Some businesses in other sectors could be negatively affected by social distancing. People may, for example, be less likely to purchase automobiles or hire electricians and plumbers. Investors or real estate developers may be less likely to start big construction projects. But none of these businesses are directly harmed by social distancing. Rather, the only thing holding back spending in these areas is fear and uncertainty. The proposal outlined here would go a long way to eliminating that fear and uncertainty, mitigating harm to these ancillary industries. In total, we might assume that an additional $100 billion would be needed outside the social business sectors, as a result of changes in downstream and upstream purchases.

Helping families and workers

Many workers with children will be forced to stay home to watch them, as schools and daycare centers close down as a result of social-distancing policies. In so far as these workers are paid employees, this proposal provides a means for their continued employment and compensation even without them showing up for work. For many salaried workers and professionals, social distancing will not prevent them from doing their jobs or put them at risk of being fired, even if they have to balance childcare obligations. But for those who feel the need to cut-back work to part-time, their employer could be compensated for lost revenue associated with the reduced work from their employees.

Some employers may decide not to participate in this program and lay off their workers, even when the economic harm is caused by social distancing. To protect workers in such circumstances, an additional form for individual employees could be provided and workers would submit their monthly salary information and relevant details about their employer. Using their social security number, IRS staff could automatically eliminate applications for duplicate individuals related to the same employer. If employers do not submit the application, the IRS can compensate the employee. Employees who receive both IRS payment and payment from their employer would be easily identifiable in the IRS database and would be forced to pay back the IRS.

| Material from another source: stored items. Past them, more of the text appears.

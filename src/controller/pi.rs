use pid::Pid;

use crate::thermometer::Temperature;

/// Maximum heating power demand in watts.
pub const MAX_DEMAND_W: f32 = 6000.0;
/// Control loop rate the integral gain is normalized to.
pub const UPDATE_RATE_HZ: f32 = 100.0;

const KP: f32 = 50.0;
const KI: f32 = 5.0;

/// PI regulator producing a power demand in `[0, 6000]` watts.
pub struct PiController {
    pid: Pid<Temperature>,
}

impl PiController {
    pub fn new(target: impl Into<Temperature>) -> Self {
        let mut pid = Pid::new(target, MAX_DEMAND_W);
        pid.p(KP, MAX_DEMAND_W);
        // The integral gain is per second; scale to per-call at the tick rate.
        pid.i(KI / UPDATE_RATE_HZ, MAX_DEMAND_W);

        Self { pid }
    }
}

impl super::Controller for PiController {
    fn set_target(&mut self, target: Temperature) {
        self.pid.setpoint = target;
    }

    fn get_target(&self) -> Temperature {
        self.pid.setpoint
    }

    fn run(&mut self, temp: Temperature) -> u16 {
        let output = self.pid.next_control_output(temp).output;
        output.max(0.0) as u16
    }
}

#[cfg(test)]
mod tests {
    use super::*;
    use crate::controller::Controller;

    #[test]
    fn demand_stays_in_range_and_saturates() {
        let mut pi = PiController::new(80.0);

        for _ in 0..1000 {
            assert!(pi.run(0.0) <= 6000);
        }
        // Integrator wound up against a persistent 80 degree error.
        assert_eq!(pi.run(0.0), 6000);
    }

    #[test]
    fn heats_below_setpoint() {
        let mut pi = PiController::new(40.0);
        assert!(pi.run(20.0) > 0);
    }

    #[test]
    fn no_demand_above_setpoint() {
        let mut pi = PiController::new(20.0);
        assert_eq!(pi.run(30.0), 0);
    }

    #[test]
    fn target_is_stored() {
        let mut pi = PiController::new(0.0);
        pi.set_target(42.0);
        assert_eq!(pi.get_target(), 42.0);
    }
}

Importantly, people who voluntarily quit their job will not be eligible. This proposal is meant to keep workers employed to the employer they had in early February, before the outbreak arrived in the United States. People with no employer will only be eligible for the self-employment form of compensation. They will need to use the same sorts of anti-poverty benefits available to them before the outbreak. For those workers who were in transition to a new job, their new employer should adhere to the agreed upon pay plan and charge the federal government the needed amount to meet payroll expenses.

We are living through the most deadly and widespread pandemic in over 100 years. It requires an extraordinary set of policy responses. None of our existing economic programs are adequate in a world where 9% of the economy is being  shut down for public health reasons. The proposal outlined here can buy the country time to deal with the crisis appropriately and stabilize the economy.